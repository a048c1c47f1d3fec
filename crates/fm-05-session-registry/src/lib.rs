//! # Session Registry (FM-05)
//!
//! Maps each authenticated [`MinionId`](shared_types::MinionId) to its one
//! live [`Session`]. Registering a second session for the same ID replaces
//! the first: the old channel is revoked and its connection told to close,
//! so anything still arriving on it fails with `Revoked` or is no longer
//! found.
//!
//! Sessions are in-memory only and never outlive the master process.

pub mod domain;
pub mod service;

pub use domain::errors::OutboxError;
pub use domain::session::Session;
pub use service::SessionRegistry;
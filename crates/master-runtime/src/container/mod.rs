//! # Master Container Module
//!
//! Dependency injection container for the master's subsystems.
//!
//! ## Structure
//!
//! - `config` - Master configuration (file + environment)
//! - `master` - Subsystem wiring and store ownership

pub mod config;
pub mod master;

pub use config::{ConfigError, MasterConfig};
pub use master::{FileKeyStore, MasterContainer, StartupError};
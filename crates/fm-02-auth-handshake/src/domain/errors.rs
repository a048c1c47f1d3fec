//! # Domain Errors

use crate::domain::state::DenyReason;
use fm_01_key_store::KeyStoreError;
use shared_types::IdentityError;
use thiserror::Error;

/// Challenge ledger failures.
#[derive(Debug, Error, Clone, Copy, PartialEq, Eq)]
pub enum ChallengeError {
    /// Never issued, or already consumed.
    #[error("Unknown or already used challenge")]
    Unknown,
    /// Issued but older than the TTL.
    #[error("Challenge expired")]
    Expired,
    /// Too many challenges outstanding.
    #[error("Too many outstanding challenges")]
    Exhausted,
}

/// Reasons a handshake step fails.
#[derive(Debug, Error, Clone, PartialEq, Eq)]
pub enum AuthError {
    /// The claimed ID failed the sanitizer.
    #[error("Invalid identity: {0}")]
    InvalidIdentity(#[from] IdentityError),

    /// The echoed nonce is not a live challenge of this connection.
    #[error("Challenge rejected: {0}")]
    Challenge(#[from] ChallengeError),

    /// The presented public key is unusable.
    #[error("Malformed public key: {0}")]
    MalformedKey(String),

    /// Key store failure.
    #[error(transparent)]
    KeyStore(#[from] KeyStoreError),

    /// Session key generation or wrapping failed.
    #[error("Crypto failure: {0}")]
    Crypto(String),

    /// The connection went away mid-handshake.
    #[error("Connection closed")]
    ConnectionClosed,
}

impl AuthError {
    /// How the handshake ends for this error.
    #[must_use]
    pub fn deny_reason(&self) -> DenyReason {
        match self {
            AuthError::InvalidIdentity(_) => DenyReason::InvalidIdentity,
            AuthError::Challenge(_) => DenyReason::ChallengeUnknown,
            AuthError::MalformedKey(_) => DenyReason::MalformedKey,
            AuthError::KeyStore(_) | AuthError::Crypto(_) | AuthError::ConnectionClosed => {
                DenyReason::Internal
            }
        }
    }
}
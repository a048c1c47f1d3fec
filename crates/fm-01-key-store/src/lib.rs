//! # Key Store (FM-01)
//!
//! Durable record of every minion public key the master has seen, and
//! whether an operator (or the auto-accept policy) trusts it.
//!
//! ## Persisted Layout
//!
//! ```text
//! <base>/minions/
//! ├── .lock                    fs2 exclusive lock, one master per store
//! └── <MinionId>/
//!     ├── key                  SubjectPublicKeyInfo PEM
//!     └── accepted             exactly one state marker (JSON metadata):
//!                              accepted | pending | rejected | denied
//! ```
//!
//! ## Domain Invariants
//!
//! | Invariant | Enforcement |
//! |-----------|-------------|
//! | A stored key is never silently replaced | `propose` returns `KeyMismatch` and writes nothing |
//! | One state per minion | marker written via temp file + rename, then the others removed |
//! | Path safety | every path is derived from a [`MinionId`](shared_types::MinionId) |
//! | Mutations serialized per ID | striped mutexes; distinct IDs proceed in parallel |
//!
//! ## Crate Structure (Hexagonal Architecture)
//!
//! - `domain/` - errors, propose outcome, auto-accept policy
//! - `ports/` - `KeyStoreApi`/`KeyAdminApi` (inbound), `KeyStorage` (outbound)
//! - `adapters/` - filesystem and memory storage, process lock
//! - `service/` - `KeyStoreService`

pub mod adapters;
pub mod domain;
pub mod ports;
pub mod service;

pub use adapters::fs::FileKeyStorage;
pub use adapters::lock::{LockError, StoreLock};
pub use adapters::memory::MemoryKeyStorage;
pub use domain::errors::KeyStoreError;
pub use domain::outcome::ProposeOutcome;
pub use domain::policy::AutoAcceptPolicy;
pub use ports::inbound::{KeyAdminApi, KeyStoreApi};
pub use ports::outbound::KeyStorage;
pub use service::KeyStoreService;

== == ==

The records above need to be returned in full, with nothing altered.

repository a048c1c47f1d3fec
filename crates/fm-05-session-registry/src/lib.rs
//! # Session Registry (FM-05)
//!
//! Maps each authenticated [`MinionId`](shared_types::MinionId) to its one
//! live [`Session`]. Registering a second session for the same ID replaces
//! the first: the old channel is revoked and its connection told to close,
//! so anything still arriving on it fails with `Revoked` or is no longer
//! found.
//!
//! Sessions are in-memory only and never outlive the master process.

pub mod domain;
pub mod service;

pub use domain::errors::OutboxError;
pub use domain::session::Session;
pub use service::SessionRegistry;
filename crates/master-runtime/src/container/mod.rs
//! # Master Container Module
//!
//! Dependency injection container for the master's subsystems.
//!
//! ## Structure
//!
//! - `config` - Master configuration (file + environment)
//! - `master` - Subsystem wiring and store ownership

pub mod config;
pub mod master;

pub use config::{ConfigError, MasterConfig};
pub use master::{FileKeyStore, MasterContainer, StartupError};
filename crates/fm-02-auth-handshake/src/domain/errors.rs
repository a048c1c47f1d3fec
//! # Domain Errors

use crate::domain::state::DenyReason;
use fm_01_key_store::KeyStoreError;
use shared_types::IdentityError;
use thiserror::Error;

/// Challenge ledger failures.
#[derive(Debug, Error, Clone, Copy, PartialEq, Eq)]
pub enum ChallengeError {
    /// Never issued, or already consumed.
    #[error("Unknown or already used challenge")]
    Unknown,
    /// Issued but older than the TTL.
    #[error("Challenge expired")]
    Expired,
    /// Too many challenges outstanding.
    #[error("Too many outstanding challenges")]
    Exhausted,
}

/// Reasons a handshake step fails.
#[derive(Debug, Error, Clone, PartialEq, Eq)]
pub enum AuthError {
    /// The claimed ID failed the sanitizer.
    #[error("Invalid identity: {0}")]
    InvalidIdentity(#[from] IdentityError),

    /// The echoed nonce is not a live challenge of this connection.
    #[error("Challenge rejected: {0}")]
    Challenge(#[from] ChallengeError),

    /// The presented public key is unusable.
    #[error("Malformed public key: {0}")]
    MalformedKey(String),

    /// Key store failure.
    #[error(transparent)]
    KeyStore(#[from] KeyStoreError),

    /// Session key generation or wrapping failed.
    #[error("Crypto failure: {0}")]
    Crypto(String),

    /// The connection went away mid-handshake.
    #[error("Connection closed")]
    ConnectionClosed,
}

impl AuthError {
    /// How the handshake ends for this error.
    #[must_use]
    pub fn deny_reason(&self) -> DenyReason {
        match self {
            AuthError::InvalidIdentity(_) => DenyReason::InvalidIdentity,
            AuthError::Challenge(_) => DenyReason::ChallengeUnknown,
            AuthError::MalformedKey(_) => DenyReason::MalformedKey,
            AuthError::KeyStore(_) | AuthError::Crypto(_) | AuthError::ConnectionClosed => {
                DenyReason::Internal
            }
        }
    }
}
repository a048c1c47f1d3fec
filename crates/fm-01-key-store/src/lib.rs
//! # Key Store (FM-01)
//!
//! Durable record of every minion public key the master has seen, and
//! whether an operator (or the auto-accept policy) trusts it.
//!
//! ## Persisted Layout
//!
//! ```text
//! <base>/minions/
//! ├── .lock                    fs2 exclusive lock, one master per store
//! └── <MinionId>/
//!     ├── key                  SubjectPublicKeyInfo PEM
//!     └── accepted             exactly one state marker (JSON metadata):
//!                              accepted | pending | rejected | denied
//! ```
//!
//! ## Domain Invariants
//!
//! | Invariant | Enforcement |
//! |-----------|-------------|
//! | A stored key is never silently replaced | `propose` returns `KeyMismatch` and writes nothing |
//! | One state per minion | marker written via temp file + rename, then the others removed |
//! | Path safety | every path is derived from a [`MinionId`](shared_types::MinionId) |
//! | Mutations serialized per ID | striped mutexes; distinct IDs proceed in parallel |
//!
//! ## Crate Structure (Hexagonal Architecture)
//!
//! - `domain/` - errors, propose outcome, auto-accept policy
//! - `ports/` - `KeyStoreApi`/`KeyAdminApi` (inbound), `KeyStorage` (outbound)
//! - `adapters/` - filesystem and memory storage, process lock
//! - `service/` - `KeyStoreService`

pub mod adapters;
pub mod domain;
pub mod ports;
pub mod service;

pub use adapters::fs::FileKeyStorage;
pub use adapters::lock::{LockError, StoreLock};
pub use adapters::memory::MemoryKeyStorage;
pub use domain::errors::KeyStoreError;
pub use domain::outcome::ProposeOutcome;
pub use domain::policy::AutoAcceptPolicy;
pub use ports::inbound::{KeyAdminApi, KeyStoreApi};
pub use ports::outbound::KeyStorage;
pub use service::KeyStoreService;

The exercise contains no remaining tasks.